3. Aligning novel sequences. With the nearest-neighbor strategy, as the similarity between the target and template sequence(s) decrease, the probability of alignment errors in the target sequence alignment increase. Similarly for profiles, as the target sequence becomes increasingly different from all of the seed sequences, it becomes more difficult for the profile to accurately align the sequence. However, a profile is more general than any nearest-neighbor approach because it encapsulates the diversity of the entire seed align-ment, and so may be better able to accurately align novel sequences. Reliable alignment of novel sequences is crucial because they are the interesting sequences in SSU surveys (the more divergent, the more interesting) and are continually being discovered. During man-ual alignment, an expert curator would expend disproportionate effort when aligning novel sequences, taking structure into account where necessary.

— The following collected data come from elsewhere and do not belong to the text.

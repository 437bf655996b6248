use std::time::Duration;

use rand::Rng;
use serde::{Deserialize, Serialize};

use crate::ConfigError;

/// Pause between rounds. Carries no correctness obligation.
///
/// A positive `random_max_secs` wins: each pause is drawn uniformly from
/// `[0, random_max_secs)`. Otherwise every pause is `fixed_secs`.
#[derive(Clone, Copy, Debug, PartialEq, Serialize, Deserialize)]
#[serde(default)]
pub struct Pacing {
    pub fixed_secs:      f64,
    pub random_max_secs: f64,
}

impl Default for Pacing {
    fn default() -> Self {
        Self {
            fixed_secs:      3.0,
            random_max_secs: 5.0,
        }
    }
}

impl Pacing {
    pub fn none() -> Self {
        Self {
            fixed_secs:      0.0,
            random_max_secs: 0.0,
        }
    }

    pub fn fixed(secs: f64) -> Self {
        Self {
            fixed_secs:      secs,
            random_max_secs: 0.0,
        }
    }

    pub fn validate(&self) -> Result<(), ConfigError> {
        seconds("pacing.fixed_secs", self.fixed_secs)?;
        seconds("pacing.random_max_secs", self.random_max_secs)
    }

    /// A non-finite `random_max_secs` falls back to `fixed_secs`.
    pub fn next_delay<R: Rng + ?Sized>(&self, rng: &mut R) -> Duration {
        let secs = if self.random_max_secs > 0.0 && self.random_max_secs.is_finite() {
            rng.gen_range(0.0..self.random_max_secs)
        } else {
            self.fixed_secs
        };
        Duration::try_from_secs_f64(secs).unwrap_or(Duration::ZERO)
    }
}

pub(crate) fn seconds(field: &'static str, value: f64) -> Result<(), ConfigError> {
    if value.is_finite() && value >= 0.0 {
        Ok(())
    } else {
        Err(ConfigError::InvalidSeconds { field, value })
    }
}

#[cfg(test)]
mod tests {
    use super::*;
    use rand::SeedableRng;
    use rand::rngs::StdRng;

    #[test]
    fn random_wins_when_positive() {
        let mut rng = StdRng::seed_from_u64(7);
        let pacing = Pacing {
            fixed_secs:      100.0,
            random_max_secs: 0.5,
        };
        for _ in 0..100 {
            assert!(pacing.next_delay(&mut rng) < Duration::from_millis(500));
        }
    }

    #[test]
    fn fixed_and_none() {
        let mut rng = StdRng::seed_from_u64(7);
        assert_eq!(Pacing::fixed(1.5).next_delay(&mut rng), Duration::from_millis(1500));
        assert_eq!(Pacing::none().next_delay(&mut rng), Duration::ZERO);
        assert_eq!(Pacing::fixed(-3.0).next_delay(&mut rng), Duration::ZERO);
    }

    #[test]
    fn infinite_random_bound_does_not_panic() {
        let mut rng = StdRng::seed_from_u64(7);
        let pacing = Pacing {
            fixed_secs:      0.25,
            random_max_secs: f64::INFINITY,
        };
        assert_eq!(pacing.next_delay(&mut rng), Duration::from_millis(250));
        assert!(pacing.validate().is_err());
    }

    #[test]
    fn validate_rejects_negative_and_nan() {
        assert!(Pacing::default().validate().is_ok());
        assert!(Pacing::fixed(-1.0).validate().is_err());
        let nan = Pacing {
            fixed_secs:      0.0,
            random_max_secs: f64::NAN,
        };
        assert!(matches!(
            nan.validate(),
            Err(ConfigError::InvalidSeconds { field: "pacing.random_max_secs", .. })
        ));
    }
}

These considerations have implications on the desired number of sequences in the seed alignment, especially for the nearest-neighbor based methods. Considerations #1 and #2

suggest that the number should be low, to make the construction of a manually curated seed alignment with minimal errors feasible and to limit the time required to define the templates. However, consideration #3 argues that the seed alignment should contain a large number of sequences (or at least a sufficiently dense representative set) to minimize the probability that any target sequence is significantly different from all the seed sequences.

In practice, the size of seed alignments used by nearest-neighbor based and profile based SSU alignment tools differ dramatically (Table 7.2). The nearest-neighbor based approaches for SSU alignment all use seeds with thousands of sequences, while the only existing SSU profile based database (rdp, described below) uses two profiles built from seeds of about 500 and 80 sequences respectively. The profile-based pfam and rfam databases include some alignments of hundreds of thousands of sequences created with profiles that were built from seeds of a few hundred sequences or less.

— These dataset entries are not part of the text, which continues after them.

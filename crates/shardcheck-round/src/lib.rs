//! Round-based transfer driver.
//!
//! A [`RoundOrchestrator`] owns one buffer set for the whole run and moves
//! it through a [`TransferBoundary`] round after round, recording a
//! manifest per round and a [`RunReport`] at the end.
//! [`LocalDirStore`] is a boundary over a shared directory, enough to run
//! a producer and a consumer against each other on one machine.

pub use self::boundary::TransferBoundary;
pub use self::error::{ConfigError, TransferError, VerifyError};
pub use self::orchestrator::{RoundConfig, RoundOrchestrator};
pub use self::pacing::Pacing;
pub use self::report::{LatencyStats, RoundFailure, RoundOutcome, RunReport, Throughput};
pub use self::store::LocalDirStore;
pub use self::workload::Workload;

mod boundary;
mod error;
mod orchestrator;
mod pacing;
mod report;
mod store;
mod workload;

If the alignment accuracy of the two strategies is comparable, this presents a clear and important advantage of profile-based methods. Manually constructing a highly refined, accurate seed of a hundred or so sequences is easier than constructing one with thousands of sequences.

Structural SSU alignment using profile SCFGs

Unlike for nearest-neighbor based methods, there are existing profile-based SSU alignment tools that can explicitly take into account conserved secondary structure during alignment.

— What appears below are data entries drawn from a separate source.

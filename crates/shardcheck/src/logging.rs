use tracing_subscriber::layer::SubscriberExt;
use tracing_subscriber::util::SubscriberInitExt;
use tracing_subscriber::{EnvFilter, fmt};

/// Install the stderr subscriber. `RUST_LOG` overrides `level`.
pub fn init(level: &str) -> anyhow::Result<()> {
    let filter = EnvFilter::try_from_default_env().or_else(|_| EnvFilter::try_new(level))?;
    tracing_subscriber::registry()
        .with(filter)
        .with(fmt::layer().with_writer(std::io::stderr).with_target(false))
        .try_init()
        .map_err(|e| anyhow::anyhow!("failed to initialize logging: {e}"))
}
use std::fmt;
use std::str::FromStr;

use crate::{Result, VerifyError};

/// Finalized digest bytes, displayed as lowercase hex.
#[derive(Clone, PartialEq, Eq, Hash, PartialOrd, Ord)]
pub struct ContentDigest(Vec<u8>);

impl ContentDigest {
    pub fn new(bytes: Vec<u8>) -> Self { Self(bytes) }

    pub fn from_hex(input: &str) -> Result<Self> {
        hex::decode(input)
            .map(Self)
            .map_err(|source| VerifyError::InvalidHex {
                input: input.to_string(),
                source,
            })
    }

    pub fn as_bytes(&self) -> &[u8] { &self.0 }

    pub fn to_hex(&self) -> String { hex::encode(&self.0) }

    /// Compare against an expected digest, returning a mismatch error.
    pub fn verify(&self, expected: &ContentDigest) -> Result<()> {
        if self == expected {
            Ok(())
        } else {
            Err(VerifyError::HashMismatch {
                expected: expected.to_hex(),
                actual:   self.to_hex(),
            })
        }
    }
}

impl From<Vec<u8>> for ContentDigest {
    fn from(bytes: Vec<u8>) -> Self { Self(bytes) }
}

impl fmt::Display for ContentDigest {
    fn fmt(&self, f: &mut fmt::Formatter<'_>) -> fmt::Result { f.write_str(&self.to_hex()) }
}

impl fmt::Debug for ContentDigest {
    fn fmt(&self, f: &mut fmt::Formatter<'_>) -> fmt::Result {
        write!(f, "ContentDigest({})", self.to_hex())
    }
}

impl FromStr for ContentDigest {
    type Err = VerifyError;

    fn from_str(s: &str) -> Result<Self> { Self::from_hex(s) }
}

#[cfg(test)]
mod tests {
    use super::*;

    #[test]
    fn hex_roundtrip_is_lowercase() {
        let digest = ContentDigest::from_hex("5EB63BBBE01EEED093CB22BB8F5ACDC3").unwrap();
        assert_eq!(digest.to_hex(), "5eb63bbbe01eeed093cb22bb8f5acdc3");
        assert_eq!(digest.as_bytes().len(), 16);
    }

    #[test]
    fn invalid_hex_is_rejected() {
        let err = ContentDigest::from_hex("not-hex").unwrap_err();
        assert!(matches!(err, VerifyError::InvalidHex { .. }));
    }

    #[test]
    fn verify_reports_both_sides() {
        let a = ContentDigest::new(vec![1, 2]);
        let b = ContentDigest::new(vec![1, 3]);
        assert!(a.verify(&a.clone()).is_ok());
        match a.verify(&b) {
            Err(VerifyError::HashMismatch { expected, actual }) => {
                assert_eq!(expected, "0103");
                assert_eq!(actual, "0102");
            }
            other => panic!("expected HashMismatch, got {other:?}"),
        }
    }
}
use crate::{DType, Shape};

/// Placement or geometry error. Fails the affected logical key only.
#[derive(Debug, Clone, PartialEq, Eq, thiserror::Error)]
pub enum ShapeError {
    #[error("rank mismatch: expected {expected}, got {actual}")]
    RankMismatch { expected: usize, actual: usize },

    #[error("dimension {dim} out of bounds: offset {offset} + extent {extent} > {bound}")]
    OutOfBounds {
        dim:    usize,
        offset: usize,
        extent: usize,
        bound:  usize,
    },

    #[error("global shape must be positive, dimension {dim} is 0")]
    ZeroExtent { dim: usize },

    #[error("conflicting global shapes: {expected} vs {actual}")]
    GlobalShapeConflict { expected: Shape, actual: Shape },

    #[error("conflicting element types: {expected} vs {actual}")]
    DTypeConflict { expected: DType, actual: DType },

    #[error("shards {first} and {second} overlap")]
    Overlap { first: usize, second: usize },

    #[error("{uncovered} of {total} elements not covered by any shard")]
    Gap { uncovered: u64, total: u64 },

    #[error("shape {shape} holds {expected} elements, got {actual}")]
    ElementCount {
        shape:    Shape,
        expected: usize,
        actual:   usize,
    },

    #[error("invalid axis permutation {axes:?} for rank {rank}")]
    InvalidPermutation { axes: Vec<usize>, rank: usize },

    #[error("malformed shape string '{0}'")]
    Parse(String),
}

#[derive(Debug, thiserror::Error)]
pub enum Error {
    #[error(transparent)]
    Shape(#[from] ShapeError),

    #[error("element type mismatch: expected {expected}, got {actual}")]
    DTypeMismatch { expected: DType, actual: DType },

    #[error("unknown element type '{0}'")]
    UnknownDType(String),

    #[error("{dtype} tensor of shape {shape} needs {expected} bytes, got {actual}")]
    ByteLength {
        dtype:    DType,
        shape:    Shape,
        expected: usize,
        actual:   usize,
    },

    #[error(transparent)]
    Verify(#[from] shardcheck_verify::VerifyError),
}

pub type Result<T> = std::result::Result<T, Error>;
use std::fmt;
use std::str::FromStr;

use serde::{Deserialize, Serialize};

use crate::Error;

/// Element type tag. Names match the framework spelling found in
/// existing manifests (`torch.float32`, ...).
#[derive(Debug, Clone, Copy, PartialEq, Eq, Hash, Default, Serialize, Deserialize)]
#[serde(into = "String", try_from = "String")]
pub enum DType {
    #[default]
    F32,
    F64,
    I8,
    I16,
    I32,
    I64,
    U8,
}

impl DType {
    pub const ALL: [DType; 7] = [
        DType::F32,
        DType::F64,
        DType::I8,
        DType::I16,
        DType::I32,
        DType::I64,
        DType::U8,
    ];

    pub fn size(&self) -> usize {
        match self {
            DType::I8 | DType::U8 => 1,
            DType::I16 => 2,
            DType::F32 | DType::I32 => 4,
            DType::F64 | DType::I64 => 8,
        }
    }

    /// Name written to manifests.
    pub fn name(&self) -> &'static str {
        match self {
            DType::F32 => "torch.float32",
            DType::F64 => "torch.float64",
            DType::I8 => "torch.int8",
            DType::I16 => "torch.int16",
            DType::I32 => "torch.int32",
            DType::I64 => "torch.int64",
            DType::U8 => "torch.uint8",
        }
    }

    fn short_name(&self) -> &'static str {
        self.name().trim_start_matches("torch.")
    }
}

impl fmt::Display for DType {
    fn fmt(&self, f: &mut fmt::Formatter<'_>) -> fmt::Result { f.write_str(self.name()) }
}

impl FromStr for DType {
    type Err = Error;

    fn from_str(s: &str) -> Result<Self, Error> {
        let bare = s.trim().trim_start_matches("torch.");
        let found = DType::ALL.into_iter().find(|d| {
            d.short_name() == bare
                || match d {
                    DType::F32 => bare == "f32" || bare == "float",
                    DType::F64 => bare == "f64" || bare == "double",
                    DType::I8 => bare == "i8",
                    DType::I16 => bare == "i16" || bare == "short",
                    DType::I32 => bare == "i32" || bare == "int",
                    DType::I64 => bare == "i64" || bare == "long",
                    DType::U8 => bare == "u8",
                }
        });
        found.ok_or_else(|| Error::UnknownDType(s.to_string()))
    }
}

impl From<DType> for String {
    fn from(dtype: DType) -> Self { dtype.name().to_string() }
}

impl TryFrom<String> for DType {
    type Error = Error;

    fn try_from(value: String) -> Result<Self, Error> { value.parse() }
}

/// Rust scalar types that can live in a [`crate::Tensor`].
pub trait Element: Copy + Default + PartialEq + fmt::Debug + Send + Sync + 'static {
    const DTYPE: DType;

    fn write_le(self, out: &mut [u8]);
    fn read_le(bytes: &[u8]) -> Self;
}

macro_rules! impl_element {
    ($($ty:ty => $dtype:ident),* $(,)?) => {
        $(
            impl Element for $ty {
                const DTYPE: DType = DType::$dtype;

                fn write_le(self, out: &mut [u8]) { out.copy_from_slice(&self.to_le_bytes()); }

                fn read_le(bytes: &[u8]) -> Self {
                    let mut raw = [0u8; std::mem::size_of::<$ty>()];
                    raw.copy_from_slice(bytes);
                    <$ty>::from_le_bytes(raw)
                }
            }
        )*
    };
}

impl_element! {
    f32 => F32,
    f64 => F64,
    i8 => I8,
    i16 => I16,
    i32 => I32,
    i64 => I64,
    u8 => U8,
}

Stochastic context-free grammars (SCFGs) are probabilistic models well-suited to modeling the well-nested structure and sequence conservation of RNAs. The infernal package implements profile SCFGs called covariance models (CMs, introduced in Chapter 1) that model the consensus structure and sequence of a particular RNA family [190]. The rnacad package is another implementation of profile SCFGs by Michael Brown and David Haussler [24].

Profile SCFGs are probabilistic models that can directly calculate confidence estimates of the alignment ambiguity given the model for each aligned residue in output alignments.

These confidence estimates could be used to automatically determine alignment-specific masks for removing ambiguously aligned regions prior to phylogenetic inference.

However, SCFG-based alignment is much more computationally expensive than primary sequence-based alignment. This is especially true for infernal. In 2001, prior to develop-ment of version 0.55 of infernal, aligndevelop-ment of a single SSU sequence required more than 22 Gb of RAM, making it infeasible on modern computers. Sean Eddy solved the memory problem with version 0.55 by extending the Myers-Miller linear memory dynamic program-ming trick [186] to CMs, reducing the required RAM to 67 Mb. However, version 0.55 still requires about 15 minutes to align a single SSU sequence. rnacad uses constraints from a first pass sequence-only based alignment to accelerate alignment, and requires about 30 seconds to align a single SSU sequence [24]. In Chapter 8, I describe the application of an acceleration technique like Brown’s to infernal, which reduces SSU alignment time to about 1 second per sequence (timings are for a single Intel Xeon 3.0 Ghz processor).